By Amit Kapoor

Taxing agricultural income has always been a politically sensitive topic. This was evident last week after NITI Aayog member Bibek Debroy spoke in favour of this above a certain threshold. Immediate clarifications followed that the official stance was not the same.

Throughout the history of independent India, similar suggestions have met the same fate. Most famously, B.R. Ambedkar, who was critical of the land revenue system of the British, supported a progressive tax on agricultural income. A Taxation Enquiry Commission set up in 1953-54 suggested a revision of tax laws that would take into consideration the changes in the price of agricultural output. In 1975, a Committee on Agriculture Taxation headed by K.N. Raj recommended taxing the agricultural income of the rich. In 1985, the long-term fiscal policy introduced by the government touted the idea of taxing agricultural income. More recently, the Economic Survey of 2016 suggested similarly.

In short, the topic of agricultural taxation is neither new nor without merit and should not be dismissed as such. The first argument in favour of such a taxation is that an exemption in the sector allows non-agricultural entities to evade taxes by declaring agriculture as their source of income. This undermines any effort to curb the circulation of black money in the economy. Post-demonetisation, a Parliamentary panel raised concerns that there was a rise in the number of cases with farm income higher than Rs 1 crore. The Modi government’s fight against black money will be rendered incomplete if the agricultural sector is not brought within its ambit.

Secondly, it hardly makes sense to keep big farmers and agricultural companies out of purview of the tax department. Companies like Kaveri Seeds and multinational Monsanto India claimed exemption of Rs 186 crore and Rs 94 crore as agricultural income in the year 2014-15. Surely such companies and farmers owning land above a certain threshold can be brought under the tax net.

Third, the scale of tax exemption in the sector is such that the government will have to consider levying income tax on them. Bibek Debroy pointed out that two-thirds of India’s 225 million households are in rural India and are effectively not taxed. Moreover, India has 110-120 million cultivators and a tax payer base of 64.4 million. It is both unfair and inefficient to impose the burden of taxation on such a small proportion of the country’s population.

Fourth, a uniform taxation of agricultural income across the country will eliminate the competitive disadvantage farmers of some states face due to taxes imposed by their state governments. For instance, plantations in Kerala are taxed at 50 per cent, while farmers in neighbouring Tamil Nadu pay no taxes. Such a scenario hurts farming activities in the taxed state and leaves little scope for agricultural growth.

Finally, agriculture acts as a depressant on the tax to GDP ratio of any country due to exemptions. Indira Rajaraman estimated in a cross-country analysis of developing countries that a one per cent increase in the share of agriculture in GDP reduced tax revenues as a percentage of GDP by a little over a third of a percent. For a developed country, where the share of agriculture in GDP is quite small, non-taxation of agriculture becomes a minor concern. But, for a country like India, where agriculture still accounts for about 18 percent of the GDP, the loss in tax revenue is significant.
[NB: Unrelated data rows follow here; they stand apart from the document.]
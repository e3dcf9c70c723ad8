//! Exponential histogram state.
use tracing::{debug, warn};

use crate::buckets::{Buckets, IndexRange};
use crate::config::Config;
use crate::error::ConfigError;
use crate::mapping::{new_mapping, Mapping, ScaleMapping, MAX_SCALE};
use crate::number::Number;

/// An exponentially bucketed histogram.
///
/// Values are counted in buckets whose boundaries are powers of `2^(2^-scale)`, with one set of
/// buckets for positive values, one for negative values (by magnitude), and a separate count for
/// exact zeroes.  The histogram starts at the finest supported scale and halves its resolution
/// whenever the values seen so far no longer fit within the configured maximum number of buckets,
/// so the relative error adapts to the range of the data without any up-front bucket bounds.
///
/// Two histograms of the same value type can be merged, regardless of their scales, and the
/// result is the same as if every value had been recorded into a single histogram.
///
/// `Histogram` does not synchronize access.  See [`Aggregator`](crate::Aggregator) for a
/// version that can be shared between threads.
#[derive(Clone, Debug, PartialEq)]
pub struct Histogram<N> {
    max_size: i32,
    sum: N,
    count: u64,
    zero_count: u64,
    min: N,
    max: N,
    positive: Buckets,
    negative: Buckets,
    mapping: ScaleMapping,
}

fn finest_mapping() -> ScaleMapping {
    new_mapping(MAX_SCALE).expect("maximum scale is always valid")
}

impl<N: Number> Default for Histogram<N> {
    fn default() -> Self {
        Histogram::with_max_size(Config::default().max_size())
    }
}

impl<N: Number> Histogram<N> {
    /// Creates a new `Histogram`.
    ///
    /// If the configured maximum size is invalid, it is forced into the accepted range and a
    /// warning is logged.  Use [`try_new`](Histogram::try_new) to reject invalid configurations
    /// instead.
    pub fn new(config: Config) -> Histogram<N> {
        let (config, err) = config.clamped();
        if let Some(e) = err {
            warn!(error = %e, max_size = config.max_size(), "using clamped histogram size");
        }
        Histogram::with_max_size(config.max_size())
    }

    /// Creates a new `Histogram`, validating the configuration.
    ///
    /// # Errors
    ///
    /// If the configured maximum size is not within the accepted range, an error is returned.
    pub fn try_new(config: Config) -> Result<Histogram<N>, ConfigError> {
        config.validate().map(|config| Histogram::with_max_size(config.max_size()))
    }

    fn with_max_size(max_size: i32) -> Histogram<N> {
        Histogram {
            max_size,
            sum: N::default(),
            count: 0,
            zero_count: 0,
            min: N::default(),
            max: N::default(),
            positive: Buckets::default(),
            negative: Buckets::default(),
            mapping: finest_mapping(),
        }
    }

    /// Gets the maximum number of buckets kept per sign.
    pub fn max_size(&self) -> i32 {
        self.max_size
    }

    /// Gets the sum of all values, or `None` if nothing has been recorded.
    pub fn sum(&self) -> Option<N> {
        (self.count > 0).then_some(self.sum)
    }

    /// Gets the number of recorded values, including zeroes.
    pub fn count(&self) -> u64 {
        self.count
    }

    /// Gets the number of recorded values that were exactly zero.
    pub fn zero_count(&self) -> u64 {
        self.zero_count
    }

    /// Gets the smallest recorded value, or `None` if nothing has been recorded.
    pub fn min(&self) -> Option<N> {
        (self.count > 0).then_some(self.min)
    }

    /// Gets the largest recorded value, or `None` if nothing has been recorded.
    pub fn max(&self) -> Option<N> {
        (self.count > 0).then_some(self.max)
    }

    /// Gets the current scale.
    ///
    /// Until a non-zero value has been recorded, no scale has been chosen and zero is returned.
    pub fn scale(&self) -> i32 {
        if self.count == self.zero_count {
            return 0;
        }
        self.mapping.scale()
    }

    /// Gets the mapping currently used to assign values to buckets.
    pub fn mapping(&self) -> &ScaleMapping {
        &self.mapping
    }

    /// Gets the buckets of positive values.
    pub fn positive(&self) -> &Buckets {
        &self.positive
    }

    /// Gets the buckets of negative values, indexed by magnitude.
    pub fn negative(&self) -> &Buckets {
        &self.negative
    }

    /// Records a single value.
    ///
    /// The value must not be NaN or infinite.
    pub fn update(&mut self, value: N) {
        if self.count == 0 {
            self.min = value;
            self.max = value;
        } else {
            if value < self.min {
                self.min = value;
            }
            if value > self.max {
                self.max = value;
            }
        }

        self.count += 1;

        if value.is_zero() {
            self.zero_count += 1;
            return;
        }

        self.sum = self.sum.accumulate(value);
        self.record_magnitude(value.is_negative(), value.into_f64().abs(), 1);
    }

    /// Records multiple values.
    pub fn update_many<I>(&mut self, values: I)
    where
        I: IntoIterator<Item = N>,
    {
        for value in values {
            self.update(value);
        }
    }

    /// Merges `other` into this histogram.
    ///
    /// This histogram is downscaled as far as needed so that both sets of buckets fit within its
    /// maximum size, and then every bucket of `other` is added to the matching bucket here.
    pub fn merge_from(&mut self, other: &Histogram<N>) {
        if self.count == 0 {
            self.min = other.min;
            self.max = other.max;
        } else if other.count != 0 {
            if other.min < self.min {
                self.min = other.min;
            }
            if other.max > self.max {
                self.max = other.max;
            }
        }

        let mut min_scale = self.mapping.scale().min(other.mapping.scale());

        let positive = self
            .range_at_scale(&self.positive, min_scale)
            .union(other.range_at_scale(&other.positive, min_scale));
        let negative = self
            .range_at_scale(&self.negative, min_scale)
            .union(other.range_at_scale(&other.negative, min_scale));

        min_scale -= self.change_scale(positive).max(self.change_scale(negative)) as i32;

        self.downscale((self.mapping.scale() - min_scale) as u32);
        self.merge_buckets(false, other, min_scale);
        self.merge_buckets(true, other, min_scale);

        self.sum = self.sum.accumulate(other.sum);
        self.count += other.count;
        self.zero_count += other.zero_count;
    }

    /// Resets this histogram to its empty state.
    ///
    /// Bucket storage is kept for reuse.
    pub fn clear(&mut self) {
        self.positive.clear();
        self.negative.clear();
        self.sum = N::default();
        self.count = 0;
        self.zero_count = 0;
        self.min = N::default();
        self.max = N::default();
        self.mapping = finest_mapping();
    }

    /// Swaps the entire state of this histogram with `other`.
    pub fn swap(&mut self, other: &mut Histogram<N>) {
        std::mem::swap(self, other);
    }

    /// Replaces the contents of `dest` with a copy of this histogram.
    ///
    /// `dest` keeps its own maximum size, downscaling the copy if needed.
    pub fn copy_into(&self, dest: &mut Histogram<N>) {
        dest.clear();
        dest.merge_from(self);
    }

    fn buckets_mut(&mut self, negative: bool) -> &mut Buckets {
        if negative {
            &mut self.negative
        } else {
            &mut self.positive
        }
    }

    /// Adds `incr` to the bucket holding `magnitude`, downscaling first if it does not fit.
    fn record_magnitude(&mut self, negative: bool, magnitude: f64, incr: u64) {
        let max_size = self.max_size;

        let index = self.mapping.map_to_index(magnitude);
        if let Err(range) = self.buckets_mut(negative).increment_index_by(index, incr, max_size) {
            self.downscale(self.change_scale(range));

            let index = self.mapping.map_to_index(magnitude);
            if self.buckets_mut(negative).increment_index_by(index, incr, max_size).is_err() {
                panic!("index {} does not fit after downscaling to {}", index, self.mapping.scale());
            }
        }
    }

    /// Gets the number of halvings needed for `range` to fit within the maximum size.
    fn change_scale(&self, range: IndexRange) -> u32 {
        let IndexRange { mut low, mut high } = range;
        let mut change = 0;
        while high - low >= self.max_size {
            low >>= 1;
            high >>= 1;
            change += 1;
        }
        change
    }

    /// Lowers the scale by `change`, merging buckets on both sides.
    fn downscale(&mut self, change: u32) {
        if change == 0 {
            return;
        }

        let old_scale = self.mapping.scale();
        let new_scale = old_scale - change as i32;

        self.positive.downscale(change);
        self.negative.downscale(change);
        self.mapping = new_mapping(new_scale).unwrap_or_else(|e| {
            panic!("cannot downscale from {} by {}: {}", old_scale, change, e)
        });

        debug!(old_scale, new_scale, change, "downscaled exponential histogram");
    }

    /// Gets the index range `buckets` would cover at the coarser `scale`.
    fn range_at_scale(&self, buckets: &Buckets, scale: i32) -> IndexRange {
        if buckets.is_empty() {
            return IndexRange::EMPTY;
        }

        let shift = self.mapping.scale() - scale;
        IndexRange { low: buckets.index_start() >> shift, high: buckets.index_end() >> shift }
    }

    fn merge_buckets(&mut self, negative: bool, other: &Histogram<N>, scale: i32) {
        let theirs = if negative { &other.negative } else { &other.positive };
        let their_change = other.mapping.scale() - scale;
        let their_offset = theirs.offset();
        let max_size = self.max_size;

        let mine = self.buckets_mut(negative);
        for (pos, count) in theirs.iter().enumerate() {
            let index = (their_offset + pos as i32) >> their_change;
            if mine.increment_index_by(index, count, max_size).is_err() {
                panic!("merged index {} does not fit at scale {}", index, scale);
            }
        }
    }

    #[cfg(test)]
    pub(crate) fn capacities(&self) -> (i32, i32) {
        (self.positive.capacity(), self.negative.capacity())
    }
}
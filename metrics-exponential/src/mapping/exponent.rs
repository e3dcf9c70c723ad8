use super::{
    normal_base2, power_of_two, Mapping, MAX_NORMAL_EXPONENT, MIN_NORMAL_EXPONENT, MIN_SCALE,
};
use crate::error::MappingError;

/// Largest scale supported by [`ExponentMapping`].
pub const EXPONENT_MAX_SCALE: i32 = 0;

/// Maps values to buckets by reading their base-2 exponent.
///
/// At scale zero, every power of two starts a new bucket, so the bucket index is the unbiased
/// exponent of the value.  At negative scales, `2^-scale` consecutive exponents share a bucket,
/// which is an arithmetic right shift of the exponent.  Right-shifting a two's complement
/// integer rounds towards negative infinity, exactly like the ideal mapping does.
#[derive(Clone, Copy, Debug, PartialEq, Eq)]
pub struct ExponentMapping {
    shift: u32,
}

impl ExponentMapping {
    /// Creates a new [`ExponentMapping`] for the given scale.
    ///
    /// # Errors
    ///
    /// If `scale` is positive, or smaller than [`MIN_SCALE`], an error is returned.
    pub fn new(scale: i32) -> Result<ExponentMapping, MappingError> {
        if !(MIN_SCALE..=EXPONENT_MAX_SCALE).contains(&scale) {
            return Err(MappingError::ScaleOutOfRange {
                scale,
                min: MIN_SCALE,
                max: EXPONENT_MAX_SCALE,
            });
        }

        Ok(ExponentMapping { shift: scale.unsigned_abs() })
    }

    fn min_normal_lower_boundary_index(&self) -> i32 {
        MIN_NORMAL_EXPONENT >> self.shift
    }

    fn max_normal_lower_boundary_index(&self) -> i32 {
        MAX_NORMAL_EXPONENT >> self.shift
    }
}

impl Mapping for ExponentMapping {
    #[inline]
    fn map_to_index(&self, value: f64) -> i32 {
        normal_base2(value) >> self.shift
    }

    fn lower_boundary(&self, index: i32) -> Result<f64, MappingError> {
        if index < self.min_normal_lower_boundary_index() {
            return Err(MappingError::Underflow);
        }
        if index > self.max_normal_lower_boundary_index() {
            return Err(MappingError::Overflow);
        }

        // The lowest bucket of a coarse scale can start below the smallest normal value, in
        // which case the boundary is a subnormal power of two.
        Ok(power_of_two(index << self.shift))
    }

    fn scale(&self) -> i32 {
        -(self.shift as i32)
    }
}
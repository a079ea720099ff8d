//! Key-value / document store for pipeline records.
//!
//! The store is the pipeline's only shared mutable state. The contract it
//! must meet:
//!
//! * counters change by atomic increment, never read-modify-write from the
//!   caller's side;
//! * records keyed by derived ids are written put-if-absent, so a redelivered
//!   work item cannot duplicate them;
//! * `(document id, ordinal)` is unique across pages;
//! * secondary lookups by foreign key (pages of a document ordered by
//!   ordinal, facts of a subject, documents of a subject).

use crate::error::StoreError;
use crate::model::{
    CategoryTag, Counter, Document, DocumentId, DocumentStatus, Fact, FactFamily, FactId, Page,
    PageId, PageStatus, PageTransition, Subject, SubjectId, SubjectRef, TagId,
};
use async_trait::async_trait;
use dashmap::mapref::entry::Entry;
use dashmap::DashMap;

pub type StoreResult<T> = Result<T, StoreError>;

/// Outcome of [`RecordStore::count_page`].
#[derive(Debug, Clone, Copy, PartialEq, Eq)]
pub struct PageCount {
    /// Counter value after the call.
    pub value: u32,
    /// `false` if this page had already been counted.
    pub newly_counted: bool,
}

/// Outcome of [`RecordStore::create_page`].
#[derive(Debug, Clone, PartialEq)]
pub enum PageInsert {
    Created,
    /// A page with the same `(document id, ordinal)` already existed; it is
    /// returned unchanged.
    Existing(Page),
}

#[async_trait]
pub trait RecordStore: Send + Sync {
    // ── Documents ────────────────────────────────────────────────────────
    /// Insert a document. Returns `false` if one with the same id exists.
    async fn create_document(&self, document: Document) -> StoreResult<bool>;

    async fn get_document(&self, id: DocumentId) -> StoreResult<Document>;

    async fn list_documents(&self) -> StoreResult<Vec<Document>>;

    /// Move the document's status to `to` if that is a forward move.
    /// Returns the status after the call.
    async fn advance_status(&self, id: DocumentId, to: DocumentStatus) -> StoreResult<DocumentStatus>;

    /// Atomically increment `counter` on behalf of the page at `ordinal`,
    /// unless that page was already counted. The check and the increment are
    /// one step, so a redelivered item can always call this again.
    async fn count_page(&self, id: DocumentId, ordinal: u32, counter: Counter) -> StoreResult<PageCount>;

    /// Remember that `ordinal` lies past the document's real page count.
    /// Returns `false` if it was already recorded.
    async fn mark_skipped(&self, id: DocumentId, ordinal: u32) -> StoreResult<bool>;

    /// Ordinals recorded by [`RecordStore::mark_skipped`], ascending.
    async fn skipped_ordinals(&self, id: DocumentId) -> StoreResult<Vec<u32>>;

    // ── Subjects ─────────────────────────────────────────────────────────
    /// Store the subject and point its document at it, unless the document
    /// already references a subject. Returns the id the document ends up
    /// referencing.
    async fn attach_subject(&self, subject: Subject) -> StoreResult<SubjectId>;

    async fn get_subject(&self, id: SubjectId) -> StoreResult<Subject>;

    async fn list_subjects(&self) -> StoreResult<Vec<Subject>>;

    async fn documents_for_subject(&self, id: SubjectId) -> StoreResult<Vec<Document>>;

    // ── Pages ────────────────────────────────────────────────────────────
    async fn create_page(&self, page: Page) -> StoreResult<PageInsert>;

    async fn get_page(&self, id: PageId) -> StoreResult<Page>;

    async fn find_page(&self, document_id: DocumentId, ordinal: u32) -> StoreResult<Option<Page>>;

    /// All pages of a document, ordered by ordinal.
    async fn pages_for_document(&self, document_id: DocumentId) -> StoreResult<Vec<Page>>;

    /// Apply a transition to a `CONVERTED` page. Returns `false` without
    /// changing anything if the page is already terminal.
    async fn transition_page(&self, id: PageId, transition: PageTransition) -> StoreResult<bool>;

    // ── Tags and facts (append-only) ─────────────────────────────────────
    /// Put-if-absent. Returns `true` if the tag was new.
    async fn put_category(&self, tag: CategoryTag) -> StoreResult<bool>;

    async fn categories_for_page(&self, page_id: PageId) -> StoreResult<Vec<CategoryTag>>;

    /// Put-if-absent. Returns `true` if the fact was new.
    async fn put_fact(&self, fact: Fact) -> StoreResult<bool>;

    async fn facts_for_document(
        &self,
        document_id: DocumentId,
        family: FactFamily,
    ) -> StoreResult<Vec<Fact>>;

    /// Facts whose subject reference is already resolved to `subject`.
    async fn facts_for_subject(&self, subject: SubjectId, family: FactFamily) -> StoreResult<Vec<Fact>>;
}

fn not_found(entity: &'static str, id: impl ToString) -> StoreError {
    StoreError::NotFound {
        entity,
        id: id.to_string(),
    }
}

/// In-process [`RecordStore`] over concurrent maps.
#[derive(Debug, Default)]
pub struct InMemoryRecordStore {
    documents: DashMap<DocumentId, Document>,
    subjects: DashMap<SubjectId, Subject>,
    pages: DashMap<PageId, Page>,
    page_index: DashMap<(DocumentId, u32), PageId>,
    tags: DashMap<TagId, CategoryTag>,
    facts: DashMap<FactId, Fact>,
    counted: DashMap<(DocumentId, Counter, u32), ()>,
    skipped: DashMap<(DocumentId, u32), ()>,
}

impl InMemoryRecordStore {
    pub fn new() -> Self {
        Self::default()
    }

    fn sorted_facts(mut facts: Vec<Fact>) -> Vec<Fact> {
        facts.sort_by(|a, b| {
            a.created_at()
                .cmp(&b.created_at())
                .then_with(|| a.id().cmp(&b.id()))
        });
        facts
    }
}

#[async_trait]
impl RecordStore for InMemoryRecordStore {
    async fn create_document(&self, document: Document) -> StoreResult<bool> {
        match self.documents.entry(document.id) {
            Entry::Occupied(_) => Ok(false),
            Entry::Vacant(slot) => {
                slot.insert(document);
                Ok(true)
            }
        }
    }

    async fn get_document(&self, id: DocumentId) -> StoreResult<Document> {
        self.documents
            .get(&id)
            .map(|d| d.clone())
            .ok_or_else(|| not_found("document", id))
    }

    async fn list_documents(&self) -> StoreResult<Vec<Document>> {
        let mut docs: Vec<Document> = self.documents.iter().map(|d| d.clone()).collect();
        docs.sort_by(|a, b| a.uploaded_at.cmp(&b.uploaded_at).then(a.id.cmp(&b.id)));
        Ok(docs)
    }

    async fn advance_status(&self, id: DocumentId, to: DocumentStatus) -> StoreResult<DocumentStatus> {
        let mut doc = self
            .documents
            .get_mut(&id)
            .ok_or_else(|| not_found("document", id))?;
        if to > doc.status {
            doc.status = to;
        }
        Ok(doc.status)
    }

    async fn count_page(&self, id: DocumentId, ordinal: u32, counter: Counter) -> StoreResult<PageCount> {
        // The document guard is held across the marker check.
        let mut doc = self
            .documents
            .get_mut(&id)
            .ok_or_else(|| not_found("document", id))?;
        let slot = match counter {
            Counter::PagesConverted => &mut doc.pages_converted,
            Counter::PagesProcessed => &mut doc.pages_processed,
        };
        let newly_counted = match self.counted.entry((id, counter, ordinal)) {
            Entry::Occupied(_) => false,
            Entry::Vacant(marker) => {
                marker.insert(());
                *slot = slot.saturating_add(1);
                true
            }
        };
        Ok(PageCount {
            value: *slot,
            newly_counted,
        })
    }

    async fn mark_skipped(&self, id: DocumentId, ordinal: u32) -> StoreResult<bool> {
        if !self.documents.contains_key(&id) {
            return Err(not_found("document", id));
        }
        Ok(self.skipped.insert((id, ordinal), ()).is_none())
    }

    async fn skipped_ordinals(&self, id: DocumentId) -> StoreResult<Vec<u32>> {
        let mut ordinals: Vec<u32> = self
            .skipped
            .iter()
            .filter(|entry| entry.key().0 == id)
            .map(|entry| entry.key().1)
            .collect();
        ordinals.sort_unstable();
        Ok(ordinals)
    }

    async fn attach_subject(&self, subject: Subject) -> StoreResult<SubjectId> {
        // The document guard serialises concurrent attaches for one document.
        let mut doc = self
            .documents
            .get_mut(&subject.document_id)
            .ok_or_else(|| not_found("document", subject.document_id))?;
        if let SubjectRef::Resolved(existing) = doc.subject {
            return Ok(existing);
        }
        let id = subject.id;
        self.subjects.entry(id).or_insert(subject);
        doc.subject = SubjectRef::Resolved(id);
        Ok(id)
    }

    async fn get_subject(&self, id: SubjectId) -> StoreResult<Subject> {
        self.subjects
            .get(&id)
            .map(|s| s.clone())
            .ok_or_else(|| not_found("subject", id))
    }

    async fn list_subjects(&self) -> StoreResult<Vec<Subject>> {
        let mut subjects: Vec<Subject> = self.subjects.iter().map(|s| s.clone()).collect();
        subjects.sort_by(|a, b| a.created_at.cmp(&b.created_at).then(a.id.cmp(&b.id)));
        Ok(subjects)
    }

    async fn documents_for_subject(&self, id: SubjectId) -> StoreResult<Vec<Document>> {
        let mut docs: Vec<Document> = self
            .documents
            .iter()
            .filter(|d| d.subject == SubjectRef::Resolved(id))
            .map(|d| d.clone())
            .collect();
        docs.sort_by(|a, b| a.uploaded_at.cmp(&b.uploaded_at).then(a.id.cmp(&b.id)));
        Ok(docs)
    }

    async fn create_page(&self, page: Page) -> StoreResult<PageInsert> {
        match self.page_index.entry((page.document_id, page.ordinal)) {
            Entry::Occupied(existing) => {
                let id = *existing.get();
                let page = self
                    .pages
                    .get(&id)
                    .map(|p| p.clone())
                    .ok_or_else(|| not_found("page", id))?;
                Ok(PageInsert::Existing(page))
            }
            Entry::Vacant(slot) => {
                slot.insert(page.id);
                self.pages.insert(page.id, page);
                Ok(PageInsert::Created)
            }
        }
    }

    async fn get_page(&self, id: PageId) -> StoreResult<Page> {
        self.pages
            .get(&id)
            .map(|p| p.clone())
            .ok_or_else(|| not_found("page", id))
    }

    async fn find_page(&self, document_id: DocumentId, ordinal: u32) -> StoreResult<Option<Page>> {
        let Some(id) = self.page_index.get(&(document_id, ordinal)).map(|i| *i) else {
            return Ok(None);
        };
        Ok(self.pages.get(&id).map(|p| p.clone()))
    }

    async fn pages_for_document(&self, document_id: DocumentId) -> StoreResult<Vec<Page>> {
        let mut pages: Vec<Page> = self
            .pages
            .iter()
            .filter(|p| p.document_id == document_id)
            .map(|p| p.clone())
            .collect();
        pages.sort_by_key(|p| p.ordinal);
        Ok(pages)
    }

    async fn transition_page(&self, id: PageId, transition: PageTransition) -> StoreResult<bool> {
        let mut page = self
            .pages
            .get_mut(&id)
            .ok_or_else(|| not_found("page", id))?;
        if page.status.is_terminal() {
            return Ok(false);
        }
        match transition {
            PageTransition::Processed {
                categories,
                diagnostic,
            } => {
                page.status = PageStatus::Processed;
                page.categories = categories;
                page.diagnostic = diagnostic;
            }
            PageTransition::Failed { reason } => {
                page.status = PageStatus::Error;
                page.error = Some(reason);
            }
        }
        Ok(true)
    }

    async fn put_category(&self, tag: CategoryTag) -> StoreResult<bool> {
        match self.tags.entry(tag.id) {
            Entry::Occupied(_) => Ok(false),
            Entry::Vacant(slot) => {
                slot.insert(tag);
                Ok(true)
            }
        }
    }

    async fn categories_for_page(&self, page_id: PageId) -> StoreResult<Vec<CategoryTag>> {
        let mut tags: Vec<CategoryTag> = self
            .tags
            .iter()
            .filter(|t| t.page_id == page_id)
            .map(|t| t.clone())
            .collect();
        tags.sort_by(|a, b| a.label.as_str().cmp(b.label.as_str()).then(a.id.cmp(&b.id)));
        Ok(tags)
    }

    async fn put_fact(&self, fact: Fact) -> StoreResult<bool> {
        match self.facts.entry(fact.id()) {
            Entry::Occupied(_) => Ok(false),
            Entry::Vacant(slot) => {
                slot.insert(fact);
                Ok(true)
            }
        }
    }

    async fn facts_for_document(
        &self,
        document_id: DocumentId,
        family: FactFamily,
    ) -> StoreResult<Vec<Fact>> {
        let facts = self
            .facts
            .iter()
            .filter(|f| f.document_id() == document_id && f.family() == family)
            .map(|f| f.clone())
            .collect();
        Ok(Self::sorted_facts(facts))
    }

    async fn facts_for_subject(&self, subject: SubjectId, family: FactFamily) -> StoreResult<Vec<Fact>> {
        let facts = self
            .facts
            .iter()
            .filter(|f| f.subject() == SubjectRef::Resolved(subject) && f.family() == family)
            .map(|f| f.clone())
            .collect();
        Ok(Self::sorted_facts(facts))
    }
}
A major problem that arises out of any move towards agricultural taxation is that of the process. An agricultural income tax above a certain limit based on self-declaration of income will be difficult to verify due to the prevalence of cash transactions and absence of any standard book-keeping. The few states that have tried taxing agricultural income since independence have witnessed a natural evolution of taxation towards plantation crops. This is mainly because plantation agriculture is the only form of agricultural activity that has large-scale operations, formal records of accounts, and connection to the banking system.

But devolving taxation powers to local levels can be an effective mechanism of taxing agricultural income. First, local governments will have a greater sense of the ground reality of agricultural practices. It will be difficult to conceal farm earnings from a local tax authority than when the state government is in charge of tax collection. Second, when the tax payers have assurance that their money will be used for local development, or more preferably reinvested in improving the local agriculture sector, they will be more compliant.

In order to ensure higher compliance, expenses on inputs can also be made deductible from income and depreciation subject to rebates. This will also incentivise farmers to invest in inputs, thus boosting agricultural productivity. Taxation of agriculture isn’t as ghastly a proposition as it is portrayed. In fact, it can be a blessing in disguise for the tax authorities and for the agricultural sector itself.

More importantly, an income threshold will leave a majority of Indian farmers, who have small land holdings, unaffected. According to the Agricultural Census 2010-11, 95 per cent of Indian farmers have operational holdings below four hectares. The case for not taxing agricultural income is weak and only the fear of being perceived as “anti-farmer” has been holding political parties back. The key is to change the narrative around making such a move by highlighting its inherent benefits.

(Amit Kapoor is Chair, Institute for Competitiveness, India. The views expressed are personal.)